# Nations Property Solutions



## liz4493 (Jun 20, 2017)

Hello,
Has anyone heard of Nations Property Solutions? Any good or bad reviews?


----------



## ClearBoard (May 10, 2017)

To be honest...i believe this is a solid company. We've only complete 1 job for them but they have always been responsive, they pay well, and they pay pretty quickly. I wasn't certain at first how it would turn out but they get bid approvals but not much volume @ least in our region.


----------



## TripleG (Apr 17, 2015)

ClearBoard said:


> To be honest...i believe this is a solid company. We've only complete 1 job for them but they have always been responsive, they pay well, and they pay pretty quickly. I wasn't certain at first how it would turn out but they get bid approvals but not much volume @ least in our region.


How can you know they are "solid" and get bid approvals if you've only been to 1 house for 1 job?


----------



## futaba951 (Jul 9, 2017)

They're all solid, until they're not. Back during the housing crash, a lot of new companies popped up, trying to cash in. Now that foreclosures have returned to historically normal levels, there's way too many players chasing an ever shrinking pool of work. A lot of companies are hurting, but you'll never really know until the day that they can't pay you. 

Just don't put all you eggs in one basket, so in case one stiffs you, you still have other work to fall back on to see you through.
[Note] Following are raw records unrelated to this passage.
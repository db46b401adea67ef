use serde::{Deserialize, Serialize};
use std::fs;
use std::io;
use std::path::{Path, PathBuf};

use crate::env_source::{EmptyValuePolicy, EnvSource, VarNames, PLATFORM_HOST_VAR, SITE_URL_VAR};
use crate::error::BaseUrlError;
use crate::url_model::{resolve_with_source, BaseUrl, Source, UrlSources, DEFAULT_BASE_URL};

/// Optional configuration loaded from `~/.config/baseurl/config.toml`.
/// Every key may be omitted.
#[derive(Debug, Clone, PartialEq, Eq, Serialize, Deserialize)]
#[serde(default)]
pub struct BaseUrlConfig {
    /// Variable holding the explicit site URL (first priority).
    pub site_url_var: String,
    /// Variable the hosting platform fills with the deployment host (second priority).
    pub platform_host_var: String,
    /// Used when neither variable is available. Normalized like any candidate.
    pub default_url: String,
    /// "unset" (default) or "verbatim".
    pub empty_value: EmptyValuePolicy,
}

impl Default for BaseUrlConfig {
    fn default() -> Self {
        Self {
            site_url_var: SITE_URL_VAR.to_string(),
            platform_host_var: PLATFORM_HOST_VAR.to_string(),
            default_url: DEFAULT_BASE_URL.to_string(),
            empty_value: EmptyValuePolicy::default(),
        }
    }
}

impl BaseUrlConfig {
    pub fn var_names(&self) -> VarNames {
        VarNames {
            site_url: self.site_url_var.clone(),
            platform_host: self.platform_host_var.clone(),
        }
    }

    pub fn sources_from(&self, env: &impl EnvSource) -> UrlSources {
        UrlSources::from_env(env, &self.var_names(), self.empty_value)
    }

    /// Resolves against an already-built set of candidates, using this config's fallback.
    pub fn resolve(&self, sources: &UrlSources) -> (BaseUrl, Source) {
        resolve_with_source(sources, &self.default_url)
    }
}

pub fn config_path() -> Result<PathBuf, BaseUrlError> {
    let xdg_dirs = xdg::BaseDirectories::with_prefix("baseurl")?;
    Ok(xdg_dirs.get_config_file("config.toml"))
}

/// Load configuration from the XDG config dir; a missing file means defaults.
pub fn load_or_default() -> Result<BaseUrlConfig, BaseUrlError> {
    let path = config_path()?;
    load_from(&path)
}

/// Load configuration from `path`; a missing file means defaults.
pub fn load_from(path: &Path) -> Result<BaseUrlConfig, BaseUrlError> {
    let data = match fs::read_to_string(path) {
        Ok(data) => data,
        Err(e) if e.kind() == io::ErrorKind::NotFound => {
            tracing::debug!("no config at {}, using defaults", path.display());
            return Ok(BaseUrlConfig::default());
        }
        Err(source) => {
            return Err(BaseUrlError::ConfigRead {
                path: path.to_path_buf(),
                source,
            })
        }
    };
    toml::from_str(&data).map_err(|source| BaseUrlError::ConfigParse {
        path: path.to_path_buf(),
        source,
    })
}
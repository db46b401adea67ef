//! CLI for resolving an application's canonical base URL.

mod commands;

use anyhow::Result;
use clap::{Args, Parser, Subcommand};
use clap_complete::Shell;

use commands::{run_completions, run_config_path, run_join, run_man, run_resolve};

/// Top-level CLI for baseurl.
#[derive(Debug, Parser)]
#[command(name = "baseurl")]
#[command(about = "Resolve the canonical base URL of a web application", long_about = None)]
pub struct Cli {
    #[command(subcommand)]
    pub command: CliCommand,
}

/// Per-invocation replacements for the environment candidates.
#[derive(Debug, Clone, Default, Args)]
pub struct SourceOverrides {
    /// Use this site URL instead of reading the site URL variable.
    #[arg(long, value_name = "URL")]
    pub site_url: Option<String>,
    /// Use this host instead of reading the platform host variable.
    #[arg(long, value_name = "HOST")]
    pub platform_host: Option<String>,
}

#[derive(Debug, Subcommand)]
pub enum CliCommand {
    /// Print the resolved base URL.
    Resolve {
        #[command(flatten)]
        overrides: SourceOverrides,
        /// Print `{"base_url": ..., "source": ...}` instead of the bare URL.
        #[arg(long)]
        json: bool,
    },

    /// Print an absolute link to PATH under the resolved base URL.
    Join {
        /// Path relative to the base, e.g. `/blog/post` or `og.png`.
        path: String,
        #[command(flatten)]
        overrides: SourceOverrides,
    },

    /// Print the location of the config file.
    ConfigPath,

    /// Generate shell completions.
    Completions {
        #[arg(value_enum)]
        shell: Shell,
    },

    /// Print the man page (roff) to stdout.
    Man,
}

impl CliCommand {
    pub fn run_from_args() -> Result<()> {
        let cli = Cli::parse();
        cli.command.run()
    }

    fn run(self) -> Result<()> {
        match self {
            CliCommand::Resolve { overrides, json } => run_resolve(&overrides, json),
            CliCommand::Join { path, overrides } => run_join(&path, &overrides),
            CliCommand::ConfigPath => run_config_path(),
            CliCommand::Completions { shell } => run_completions(shell),
            CliCommand::Man => run_man(),
        }
    }
}

#[cfg(test)]
mod tests;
In 1999, we had Intown Management file bankruptcy in a fraud case with their HUD contract. They owed us over $12,000 at the time of their bankruptcy filing, which was just for one month. They had always paid on time until the day that they filed bankruptcy and all of their assets were frozen. Long story short, it took 3 years to get 43¢ on the dollar, which in retrospect was probably not a bad outcome, all things considered. Intown only accounted for about 1/3 of our work at the time, so while it hurt, it didn't kill us. We lived to fight another day. Don't ever let anyone get too much into you that it will put you under if they default.


----------



## ClearBoard (May 10, 2017)

Good point futaba. I can tell you that i've been doing this long enought that i have a pretty good idea just from converation with a prospective client whether or not they are legit. However, noone can really know can they? In my dealings with them so far they have been proven to be sound. Nations isn't just a national or a regional order mill. They are actually a multi-faceted company. One thing i've also learned is that this is a very risky business and there are many bad major players that we all know to stay far far away from. But, if i never took the risk of onboarding with new clients i would't have made it as far as i have and for as long as i have. I can say (thank god) that as long as i've been doing this i've had to stir some trouble with some clients to get paid, but i've never not gotten paid... But i've had some pretty decent clients and have been with some of the same ones since the beginning. I'm just giving my opinion on nations and those i dealt with there. Don't get me wrong, i've dealt and quit real fast with some ****ty companies before i got burnt, but i went with my gut and by the advise of a lot of you guys. Do your research, trust your insticnt, but don't stunt your growth by refusing to take some risks...i mean this is busniess and business is risk.


----------